** Directions for this task **
Search the lines of the records for the word "false", and copy every line that has it.

** Entries supplied **
◇ ◇ ◇ ◇ ◇ ◇ ◇

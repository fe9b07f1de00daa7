//! HTTP handlers, split by concern.

mod analytics;
mod dashboard;
mod error;
mod rates;

use axum::http::StatusCode;
use axum::response::IntoResponse;
use axum::Json;
use serde_json::json;

pub use analytics::record_client_request;
pub use dashboard::{handle_dashboard_html, handle_dashboard_json};
pub use rates::{handle_convert, handle_historical, handle_latest};

/// Health check endpoint.
pub async fn handle_health() -> impl IntoResponse {
    Json(json!({"status": "ok"}))
}

pub async fn handle_not_found() -> impl IntoResponse {
    (
        StatusCode::NOT_FOUND,
        Json(json!({"error": "Not found", "code": "not_found"})),
    )
}

#[cfg(test)]
mod tests {
    use crate::server::build_router;
    use async_trait::async_trait;
    use axum::body::{to_bytes, Body};
    use axum::http::{Request, StatusCode};
    use axum::Router;
    use chrono::NaiveDate;
    use fxgate_core::network::{Exchange, UpstreamCall, UpstreamEndpoint};
    use fxgate_core::{
        AnalyticsStore, CurrencyPair, DateRange, RatesCache, RatesProvider, RatesService,
        RatesSnapshot, Result, SeriesSnapshot,
    };
    use serde_json::Value;
    use std::collections::BTreeMap;
    use std::sync::Arc;
    use tower::ServiceExt;

    struct StaticRates;

    fn call(endpoint: UpstreamEndpoint) -> UpstreamCall {
        UpstreamCall {
            endpoint,
            url: format!("http://rates.test/{}", endpoint),
            started_at: chrono::Utc::now(),
            elapsed_ms: 3,
            status: 200,
            payload_size: 80,
        }
    }

    fn snapshot(date: NaiveDate, rates: &[(&str, f64)]) -> RatesSnapshot {
        RatesSnapshot {
            amount: 1.0,
            base: "EUR".into(),
            date,
            rates: rates.iter().map(|(c, r)| (c.to_string(), *r)).collect(),
        }
    }

    fn day(y: i32, m: u32, d: u32) -> NaiveDate {
        NaiveDate::from_ymd_opt(y, m, d).unwrap()
    }

    #[async_trait]
    impl RatesProvider for StaticRates {
        async fn latest(&self) -> Result<Exchange<RatesSnapshot>> {
            Ok(Exchange {
                value: snapshot(day(2024, 5, 10), &[("USD", 1.25), ("GBP", 0.85)]),
                call: call(UpstreamEndpoint::Latest),
            })
        }

        async fn latest_pair(&self, _pair: &CurrencyPair) -> Result<Exchange<RatesSnapshot>> {
            Ok(Exchange {
                value: snapshot(day(2024, 5, 10), &[("USD", 1.25)]),
                call: call(UpstreamEndpoint::Latest),
            })
        }

        async fn on_date(&self, date: NaiveDate, _pair: &CurrencyPair) -> Result<Exchange<RatesSnapshot>> {
            Ok(Exchange {
                value: snapshot(date, &[("USD", 1.5)]),
                call: call(UpstreamEndpoint::Historical),
            })
        }

        async fn series(&self, range: DateRange, _pair: &CurrencyPair) -> Result<Exchange<SeriesSnapshot>> {
            Ok(Exchange {
                value: SeriesSnapshot {
                    amount: 1.0,
                    base: "EUR".into(),
                    start_date: range.start,
                    end_date: Some(range.end),
                    rates: BTreeMap::from([
                        (range.start, BTreeMap::from([("USD".to_string(), 1.0)])),
                        (range.end, BTreeMap::from([("USD".to_string(), 2.0)])),
                    ]),
                },
                call: call(UpstreamEndpoint::TimeSeries),
            })
        }
    }

    fn app() -> (Router, RatesService) {
        let service = RatesService::with_parts(
            Arc::new(StaticRates),
            RatesCache::default(),
            AnalyticsStore::in_memory().unwrap(),
        );
        (build_router(service.clone()), service)
    }

    async fn get(app: &Router, uri: &str) -> (StatusCode, Value) {
        let response = app
            .clone()
            .oneshot(Request::builder().uri(uri).body(Body::empty()).unwrap())
            .await
            .unwrap();
        let status = response.status();
        let bytes = to_bytes(response.into_body(), usize::MAX).await.unwrap();
        let value = serde_json::from_slice(&bytes).unwrap_or(Value::Null);
        (status, value)
    }

    #[tokio::test]
    async fn test_health() {
        let (app, _) = app();
        let (status, body) = get(&app, "/health").await;
        assert_eq!(status, StatusCode::OK);
        assert_eq!(body["status"], "ok");
    }

    #[tokio::test]
    async fn test_latest_without_pair_lists_currencies() {
        let (app, _) = app();
        let (status, body) = get(&app, "/api/latest").await;
        assert_eq!(status, StatusCode::OK);
        assert_eq!(body, serde_json::json!(["EUR", "GBP", "USD"]));
    }

    #[tokio::test]
    async fn test_latest_with_pair() {
        let (app, _) = app();
        let (status, body) = get(&app, "/api/latest?from=eur&to=usd").await;
        assert_eq!(status, StatusCode::OK);
        assert_eq!(body["base"], "EUR");
        assert_eq!(body["date"], "2024-05-10");
        assert_eq!(body["rates"]["USD"], 1.25);
    }

    #[tokio::test]
    async fn test_same_currency_is_rejected() {
        let (app, _) = app();
        let (status, body) = get(&app, "/api/latest?from=EUR&to=EUR").await;
        assert_eq!(status, StatusCode::BAD_REQUEST);
        assert_eq!(body["code"], "validation");
    }

    #[tokio::test]
    async fn test_historical_single_date() {
        let (app, _) = app();
        let (status, body) = get(&app, "/api/historical?date=2024-03-08&from=EUR&to=USD").await;
        assert_eq!(status, StatusCode::OK);
        assert_eq!(body["date"], "2024-03-08");
        assert_eq!(body["rate"], 1.5);
    }

    #[tokio::test]
    async fn test_historical_series() {
        let (app, _) = app();
        let (status, body) = get(
            &app,
            "/api/historical?toDate=2024-02-01&fromDate=2024-01-01&from=EUR&to=USD",
        )
        .await;
        assert_eq!(status, StatusCode::OK);
        let points = body.as_array().unwrap();
        assert_eq!(points.len(), 2);
        assert_eq!(points[0]["date"], "2024-01-01");
        assert_eq!(points[1]["rate"], 2.0);
    }

    #[tokio::test]
    async fn test_historical_series_defaults_to_epoch() {
        let (app, _) = app();
        let (_, body) = get(&app, "/api/historical?toDate=2024-02-01&from=EUR&to=USD").await;
        assert_eq!(body[0]["date"], "2005-01-31");
    }

    #[tokio::test]
    async fn test_historical_needs_exactly_one_date() {
        let (app, _) = app();
        for uri in [
            "/api/historical?from=EUR&to=USD",
            "/api/historical?date=2024-03-08&toDate=2024-03-08&from=EUR&to=USD",
        ] {
            let (status, body) = get(&app, uri).await;
            assert_eq!(status, StatusCode::BAD_REQUEST);
            assert_eq!(body["error"], "Invalid request format.");
            assert_eq!(body["code"], "invalid_request");
        }
    }

    #[tokio::test]
    async fn test_convert() {
        let (app, _) = app();
        let (status, body) = get(&app, "/api/convert?from=EUR&to=USD&amount=10").await;
        assert_eq!(status, StatusCode::OK);
        assert_eq!(body["result"], 12.5);
        assert_eq!(body["rate"], 1.25);

        let (_, body) = get(&app, "/api/convert?from=EUR&to=USD&amount=2&date=2024-03-08").await;
        assert_eq!(body["result"], 3.0);
    }

    #[tokio::test]
    async fn test_convert_validates_amount() {
        let (app, _) = app();
        for uri in [
            "/api/convert?from=EUR&to=USD",
            "/api/convert?from=EUR&to=USD&amount=abc",
            "/api/convert?from=EUR&to=USD&amount=-1",
        ] {
            let (status, body) = get(&app, uri).await;
            assert_eq!(status, StatusCode::BAD_REQUEST, "{uri}");
            assert_eq!(body["code"], "validation");
        }
    }

    #[tokio::test]
    async fn test_malformed_query_uses_json_envelope() {
        let (app, _) = app();
        for uri in [
            "/api/convert?from=EUR&from=GBP&to=USD&amount=1",
            "/api/latest?from=EUR&from=GBP&to=USD",
            "/api/historical?date=2024-03-08&date=2024-03-07&from=EUR&to=USD",
        ] {
            let (status, body) = get(&app, uri).await;
            assert_eq!(status, StatusCode::BAD_REQUEST, "{uri}");
            assert_eq!(body["code"], "invalid_request", "{uri}");
            assert!(body["error"].as_str().unwrap().contains("duplicate field"), "{uri}");
        }
    }

    #[tokio::test]
    async fn test_latest_pair_records_rate_summary() {
        let (app, service) = app();
        get(&app, "/api/latest?from=EUR&to=USD").await;
        service.flush_analytics().await;

        let responses = service.store().recent_service_responses(10).unwrap();
        assert_eq!(responses.len(), 1);
        let record = &responses[0].record;
        assert_eq!(record.request_kind.as_str(), "getRate");
        assert_eq!(record.summary.to_currencies, vec!["USD"]);
        assert_eq!(record.summary.average_rate, Some(1.25));
    }

    #[tokio::test]
    async fn test_unknown_route() {
        let (app, _) = app();
        let (status, body) = get(&app, "/api/nope").await;
        assert_eq!(status, StatusCode::NOT_FOUND);
        assert_eq!(body["code"], "not_found");
    }

    #[tokio::test]
    async fn test_requests_show_up_on_dashboard() {
        let (app, service) = app();
        get(&app, "/api/convert?from=EUR&to=USD&amount=10").await;
        get(&app, "/api/latest?from=EUR&to=USD").await;
        get(&app, "/api/latest?from=GBP&to=USD").await;
        service.flush_analytics().await;

        let (status, body) = get(&app, "/api/dashboard").await;
        assert_eq!(status, StatusCode::OK);
        assert_eq!(body["most_frequent_conversion"], "EUR to USD");
        assert_eq!(body["totals"]["client_requests"], 3);
        assert_eq!(body["totals"]["service_responses"], 3);
        assert_eq!(body["top_devices"][0]["device_name"], "Unknown");

        let response = app
            .clone()
            .oneshot(Request::builder().uri("/").body(Body::empty()).unwrap())
            .await
            .unwrap();
        assert_eq!(response.status(), StatusCode::OK);
        let html = to_bytes(response.into_body(), usize::MAX).await.unwrap();
        let html = String::from_utf8(html.to_vec()).unwrap();
        assert!(html.contains("EUR to USD"));
    }
}
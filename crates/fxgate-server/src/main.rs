//! fxgate server - HTTP gateway for exchange rates.
//!
//! Proxies a Frankfurter-compatible rates API behind a small REST surface,
//! caches upstream answers and records request analytics in SQLite.

mod handlers;
mod server;

use anyhow::Result;
use clap::Parser;
use fxgate_core::config::NetworkConfig;
use fxgate_core::{RatesService, ServiceConfig};
use std::future::Future;
use std::path::PathBuf;
use std::time::Duration;
use tracing::{info, Level};
use tracing_subscriber::{EnvFilter, FmtSubscriber};

#[derive(Parser, Debug)]
#[command(name = "fxgate-server")]
#[command(about = "Exchange-rate gateway with request analytics")]
struct Args {
    /// Port to listen on (0 = auto-assign)
    #[arg(short, long, env = "FXGATE_PORT", default_value = "8080")]
    port: u16,

    /// Host to bind to
    #[arg(long, env = "FXGATE_HOST", default_value = "127.0.0.1")]
    host: String,

    /// Base URL of the upstream rates API
    #[arg(long, env = "FXGATE_UPSTREAM_URL", default_value = NetworkConfig::UPSTREAM_BASE_URL)]
    upstream_url: String,

    /// Analytics database file (defaults to the user data directory)
    #[arg(long, env = "FXGATE_DB", conflicts_with = "in_memory")]
    db: Option<PathBuf>,

    /// Keep analytics in memory only
    #[arg(long)]
    in_memory: bool,

    /// Upstream request timeout in seconds
    #[arg(long, env = "FXGATE_TIMEOUT_SECS", default_value = "30")]
    timeout_secs: u64,

    /// Attempts per upstream request, including the first
    #[arg(long, env = "FXGATE_MAX_ATTEMPTS", default_value = "3")]
    max_attempts: u32,

    /// Enable debug logging
    #[arg(short, long)]
    debug: bool,
}

impl Args {
    fn service_config(&self) -> fxgate_core::Result<ServiceConfig> {
        let mut builder = ServiceConfig::builder()
            .upstream_url(&self.upstream_url)
            .request_timeout(Duration::from_secs(self.timeout_secs))
            .max_attempts(self.max_attempts);
        if self.in_memory {
            builder = builder.in_memory_database();
        } else if let Some(db) = &self.db {
            builder = builder.database_path(db);
        }
        builder.build()
    }
}

/// Wait for `signal`, then drain the analytics queue before exiting.
async fn wait_for_shutdown<F>(service: &RatesService, signal: F) -> std::io::Result<()>
where
    F: Future<Output = std::io::Result<()>>,
{
    signal.await?;
    info!("Shutdown signal received, flushing analytics");
    service.flush_analytics().await;
    Ok(())
}

#[tokio::main]
async fn main() -> Result<()> {
    let args = Args::parse();

    // RUST_LOG wins over --debug when set
    let log_level = if args.debug { Level::DEBUG } else { Level::INFO };
    let filter = EnvFilter::try_from_default_env()
        .unwrap_or_else(|_| EnvFilter::new(log_level.as_str().to_ascii_lowercase()));
    FmtSubscriber::builder()
        .with_env_filter(filter)
        .with_target(false)
        .with_thread_ids(false)
        .compact()
        .init();

    info!("Starting fxgate server");

    let config = args.service_config()?;
    let service = RatesService::new(&config)?;

    let addr = server::start_server(service.clone(), &args.host, args.port).await?;

    // Machine-readable port line for supervisors and tests
    println!("FXGATE_PORT={}", addr.port());

    info!("Gateway running on http://{}", addr);

    wait_for_shutdown(&service, tokio::signal::ctrl_c()).await?;

    Ok(())
}
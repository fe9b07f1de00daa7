//! In-memory caching of upstream rate payloads.
//!
//! Latest rates and rates for the current day expire quickly; rates for
//! settled past dates are kept much longer since they never change.

mod rates;

pub use rates::{RateKey, RatesCache};
//! Amount conversion and time-series statistics.

use crate::currency::CurrencyPair;
use crate::error::{FxError, Result};
use crate::models::RatePoint;
use chrono::NaiveDate;
use serde::{Deserialize, Serialize};

/// Result of converting an amount at a given rate.
#[derive(Debug, Clone, PartialEq, Serialize, Deserialize)]
pub struct Conversion {
    pub from: String,
    pub to: String,
    pub amount: f64,
    pub rate: f64,
    pub result: f64,
    /// Date of the rate used.
    pub date: NaiveDate,
}

impl Conversion {
    /// The converted amount with two decimals.
    pub fn display_result(&self) -> String {
        format!("{:.2}", self.result)
    }
}

/// Parse a user-supplied amount.
pub fn parse_amount(raw: &str) -> Result<f64> {
    let trimmed = raw.trim();
    if trimmed.is_empty() {
        return Err(FxError::validation("amount", "amount is required"));
    }
    let amount: f64 = trimmed
        .parse()
        .map_err(|_| FxError::validation("amount", format!("'{}' is not a number", trimmed)))?;
    check_amount(amount)?;
    Ok(amount)
}

fn check_amount(amount: f64) -> Result<()> {
    if !amount.is_finite() || amount < 0.0 {
        return Err(FxError::validation(
            "amount",
            "amount must be a non-negative number",
        ));
    }
    Ok(())
}

/// Convert `amount` of `pair.from` into `pair.to` at `rate`.
pub fn convert(pair: &CurrencyPair, amount: f64, rate: f64, date: NaiveDate) -> Result<Conversion> {
    check_amount(amount)?;
    if !rate.is_finite() || rate <= 0.0 {
        return Err(FxError::MissingRate {
            currency: pair.to.to_string(),
        });
    }
    Ok(Conversion {
        from: pair.from.to_string(),
        to: pair.to.to_string(),
        amount,
        rate,
        result: amount * rate,
        date,
    })
}

/// Summary statistics of a rate series.
#[derive(Debug, Clone, Copy, PartialEq, Serialize, Deserialize)]
pub struct SeriesStats {
    pub count: usize,
    pub first: f64,
    pub last: f64,
    pub min: f64,
    pub max: f64,
    pub mean: f64,
    pub change: f64,
    pub change_percent: f64,
}

impl SeriesStats {
    /// Compute statistics, `None` for an empty series.
    pub fn from_points(points: &[RatePoint]) -> Option<Self> {
        let first = points.first()?.rate;
        let last = points.last()?.rate;

        let (min, max, sum) = points.iter().fold(
            (f64::INFINITY, f64::NEG_INFINITY, 0.0),
            |(min, max, sum), p| (min.min(p.rate), max.max(p.rate), sum + p.rate),
        );
        let change = last - first;

        Some(Self {
            count: points.len(),
            first,
            last,
            min,
            max,
            mean: sum / points.len() as f64,
            change,
            change_percent: if first != 0.0 { change / first * 100.0 } else { 0.0 },
        })
    }
}

#[cfg(test)]
mod tests {
    use super::*;

    fn day(d: u32) -> NaiveDate {
        NaiveDate::from_ymd_opt(2024, 1, d).unwrap()
    }

    #[test]
    fn test_convert_multiplies() {
        let pair = CurrencyPair::parse("EUR", "USD").unwrap();
        let conversion = convert(&pair, 250.0, 1.0842, day(5)).unwrap();
        assert!((conversion.result - 271.05).abs() < 1e-9);
        assert_eq!(conversion.display_result(), "271.05");
        assert_eq!(conversion.from, "EUR");
    }

    #[test]
    fn test_convert_rejects_bad_rate() {
        let pair = CurrencyPair::parse("EUR", "USD").unwrap();
        assert!(matches!(
            convert(&pair, 1.0, 0.0, day(5)),
            Err(FxError::MissingRate { .. })
        ));
        assert!(convert(&pair, -1.0, 1.1, day(5)).is_err());
    }

    #[test]
    fn test_parse_amount() {
        assert_eq!(parse_amount(" 12.5 ").unwrap(), 12.5);
        assert!(parse_amount("").is_err());
        assert!(parse_amount("abc").is_err());
        assert!(parse_amount("-3").is_err());
        assert!(parse_amount("NaN").is_err());
    }

    #[test]
    fn test_series_stats() {
        let points = vec![
            RatePoint { date: day(1), rate: 1.0 },
            RatePoint { date: day(2), rate: 1.5 },
            RatePoint { date: day(3), rate: 0.5 },
            RatePoint { date: day(4), rate: 1.2 },
        ];
        let stats = SeriesStats::from_points(&points).unwrap();
        assert_eq!(stats.count, 4);
        assert_eq!(stats.min, 0.5);
        assert_eq!(stats.max, 1.5);
        assert!((stats.mean - 1.05).abs() < 1e-9);
        assert!((stats.change_percent - 20.0).abs() < 1e-9);

        assert!(SeriesStats::from_points(&[]).is_none());
    }
}
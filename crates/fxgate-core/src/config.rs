//! Centralized configuration for fxgate.
//!
//! Compile-time defaults live on the unit structs below. Runtime settings are
//! collected in [`ServiceConfig`], which the gateway binary fills from its
//! command line and environment.

use crate::error::{FxError, Result};
use std::path::PathBuf;
use std::time::Duration;

/// Application-level configuration.
pub struct AppConfig;

impl AppConfig {
    pub const APP_NAME: &'static str = "fxgate";
    pub const DATA_DIR_NAME: &'static str = "fxgate";
    pub const DATABASE_FILENAME: &'static str = "analytics.db";
}

/// Network-related configuration.
pub struct NetworkConfig;

impl NetworkConfig {
    pub const UPSTREAM_BASE_URL: &'static str = "https://api.frankfurter.app";
    pub const USER_AGENT: &'static str = concat!("fxgate/", env!("CARGO_PKG_VERSION"));
    pub const REQUEST_TIMEOUT: Duration = Duration::from_secs(30);
    pub const CONNECT_TIMEOUT: Duration = Duration::from_secs(30);
    pub const MAX_RETRIES: u32 = 3;
    pub const RETRY_BASE_DELAY: Duration = Duration::from_millis(500);
    pub const RETRY_MAX_DELAY: Duration = Duration::from_secs(10);
    pub const CIRCUIT_BREAKER_FAILURE_THRESHOLD: u32 = 5;
    pub const CIRCUIT_BREAKER_RECOVERY_TIMEOUT: Duration = Duration::from_secs(60);
}

/// Rate cache configuration.
pub struct CacheConfig;

impl CacheConfig {
    /// Latest rates are republished once per working day; keep them briefly.
    pub const LATEST_TTL: Duration = Duration::from_secs(600);
    /// Rates for past dates never change.
    pub const HISTORICAL_TTL: Duration = Duration::from_secs(86_400);
    pub const MAX_ENTRIES: u64 = 1_000;
}

/// Analytics store configuration.
pub struct AnalyticsConfig;

impl AnalyticsConfig {
    pub const BUSY_TIMEOUT: Duration = Duration::from_secs(5);
    pub const UNKNOWN_DEVICE: &'static str = "Unknown";
}

/// Dashboard rendering configuration.
pub struct DashboardConfig;

impl DashboardConfig {
    pub const TOP_DEVICES: usize = 5;
    pub const RECENT_ROWS: usize = 100;
    pub const NO_DATA: &'static str = "No data available";
}

/// Runtime configuration for a [`RatesService`](crate::RatesService).
#[derive(Debug, Clone)]
pub struct ServiceConfig {
    /// Base URL of the Frankfurter-compatible upstream API.
    pub upstream_url: String,
    /// Per-request timeout for upstream calls.
    pub request_timeout: Duration,
    /// Maximum attempts per upstream call (including the first).
    pub max_attempts: u32,
    /// TTL of the cached latest snapshot.
    pub latest_ttl: Duration,
    /// TTL of cached dated lookups and series.
    pub historical_ttl: Duration,
    /// Path of the SQLite analytics database. `None` keeps it in memory.
    pub database_path: Option<PathBuf>,
}

impl Default for ServiceConfig {
    fn default() -> Self {
        Self {
            upstream_url: NetworkConfig::UPSTREAM_BASE_URL.to_string(),
            request_timeout: NetworkConfig::REQUEST_TIMEOUT,
            max_attempts: NetworkConfig::MAX_RETRIES,
            latest_ttl: CacheConfig::LATEST_TTL,
            historical_ttl: CacheConfig::HISTORICAL_TTL,
            database_path: default_database_path(),
        }
    }
}

impl ServiceConfig {
    /// Start a builder from the defaults.
    pub fn builder() -> ServiceConfigBuilder {
        ServiceConfigBuilder {
            config: ServiceConfig::default(),
        }
    }

    /// Check that the configuration is usable.
    pub fn validate(&self) -> Result<()> {
        let url = url::Url::parse(&self.upstream_url).map_err(|e| FxError::Config {
            message: format!("Invalid upstream URL {}: {}", self.upstream_url, e),
        })?;
        if !matches!(url.scheme(), "http" | "https") {
            return Err(FxError::Config {
                message: format!("Unsupported upstream scheme: {}", url.scheme()),
            });
        }
        if self.max_attempts == 0 {
            return Err(FxError::Config {
                message: "max_attempts must be at least 1".to_string(),
            });
        }
        if self.request_timeout.is_zero() {
            return Err(FxError::Config {
                message: "request_timeout must be non-zero".to_string(),
            });
        }
        Ok(())
    }
}

/// Builder for [`ServiceConfig`].
#[derive(Debug, Clone)]
pub struct ServiceConfigBuilder {
    config: ServiceConfig,
}

impl ServiceConfigBuilder {
    pub fn upstream_url(mut self, url: impl Into<String>) -> Self {
        self.config.upstream_url = url.into().trim_end_matches('/').to_string();
        self
    }

    pub fn request_timeout(mut self, timeout: Duration) -> Self {
        self.config.request_timeout = timeout;
        self
    }

    pub fn max_attempts(mut self, attempts: u32) -> Self {
        self.config.max_attempts = attempts;
        self
    }

    pub fn latest_ttl(mut self, ttl: Duration) -> Self {
        self.config.latest_ttl = ttl;
        self
    }

    pub fn historical_ttl(mut self, ttl: Duration) -> Self {
        self.config.historical_ttl = ttl;
        self
    }

    /// Persist analytics at `path`.
    pub fn database_path(mut self, path: impl Into<PathBuf>) -> Self {
        self.config.database_path = Some(path.into());
        self
    }

    /// Keep analytics in an in-memory database.
    pub fn in_memory_database(mut self) -> Self {
        self.config.database_path = None;
        self
    }

    /// Validate and return the configuration.
    pub fn build(self) -> Result<ServiceConfig> {
        self.config.validate()?;
        Ok(self.config)
    }
}

/// Default analytics database location under the user data directory.
pub fn default_database_path() -> Option<PathBuf> {
    dirs::data_dir().map(|dir| {
        dir.join(AppConfig::DATA_DIR_NAME)
            .join(AppConfig::DATABASE_FILENAME)
    })
}
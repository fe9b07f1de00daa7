//! Client request recording for `/api/*` routes.

use crate::server::AppState;
use axum::extract::{ConnectInfo, Request, State};
use axum::http::header::USER_AGENT;
use axum::middleware::Next;
use axum::response::Response;
use chrono::Utc;
use fxgate_core::analytics::{classify, ClientRequestRecord};
use std::net::SocketAddr;
use std::sync::Arc;

/// Record the incoming request, then hand it on.
pub async fn record_client_request(
    State(state): State<Arc<AppState>>,
    request: Request,
    next: Next,
) -> Response {
    state.service.record_client_request(client_record(&request));
    next.run(request).await
}

fn client_record(request: &Request) -> ClientRequestRecord {
    let user_agent = request
        .headers()
        .get(USER_AGENT)
        .and_then(|v| v.to_str().ok());
    let device = classify(user_agent);

    let ip_address = request
        .extensions()
        .get::<ConnectInfo<SocketAddr>>()
        .map(|ConnectInfo(addr)| addr.ip().to_string());

    let mut record = ClientRequestRecord {
        endpoint: request.uri().path().to_string(),
        http_method: request.method().to_string(),
        device_name: device.device_name,
        operating_system: device.operating_system,
        ip_address,
        from_currency: None,
        to_currency: None,
        date: None,
        to_date: None,
        recorded_at: Utc::now(),
    };

    let query = request.uri().query().unwrap_or_default();
    for (key, value) in url::form_urlencoded::parse(query.as_bytes()) {
        let value = value.trim();
        if value.is_empty() {
            continue;
        }
        match key.as_ref() {
            "from" => record.from_currency = Some(value.to_ascii_uppercase()),
            "to" => record.to_currency = Some(value.to_ascii_uppercase()),
            "date" => record.date = Some(value.to_string()),
            "toDate" => record.to_date = Some(value.to_string()),
            _ => {}
        }
    }

    record
}

#[cfg(test)]
mod tests {
    use super::*;
    use axum::body::Body;

    #[test]
    fn test_client_record_from_request() {
        let mut request = Request::builder()
            .uri("/api/convert?from=eur&to=usd&amount=10&date=2024-03-08")
            .header(
                USER_AGENT,
                "Dalvik/2.1.0 (Linux; U; Android 14; Pixel 8 Build/UQ1A.240105.004)",
            )
            .body(Body::empty())
            .unwrap();
        request
            .extensions_mut()
            .insert(ConnectInfo(SocketAddr::from(([10, 0, 0, 7], 5555))));

        let record = client_record(&request);
        assert_eq!(record.endpoint, "/api/convert");
        assert_eq!(record.http_method, "GET");
        assert_eq!(record.device_name, "Pixel 8");
        assert_eq!(record.operating_system, "Android 14");
        assert_eq!(record.ip_address.as_deref(), Some("10.0.0.7"));
        assert_eq!(record.pair(), Some(("EUR", "USD")));
        assert_eq!(record.date.as_deref(), Some("2024-03-08"));
        assert_eq!(record.to_date, None);
    }

    #[test]
    fn test_missing_headers_are_unknown() {
        let request = Request::builder()
            .uri("/api/latest")
            .body(Body::empty())
            .unwrap();
        let record = client_record(&request);
        assert_eq!(record.device_name, "Unknown");
        assert_eq!(record.ip_address, None);
        assert_eq!(record.pair(), None);
    }
}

◇ ◇ ◇ ◇ ◇ ◇ ◇

** Problem solution **
        .with_target(false)
        .with_thread_ids(false)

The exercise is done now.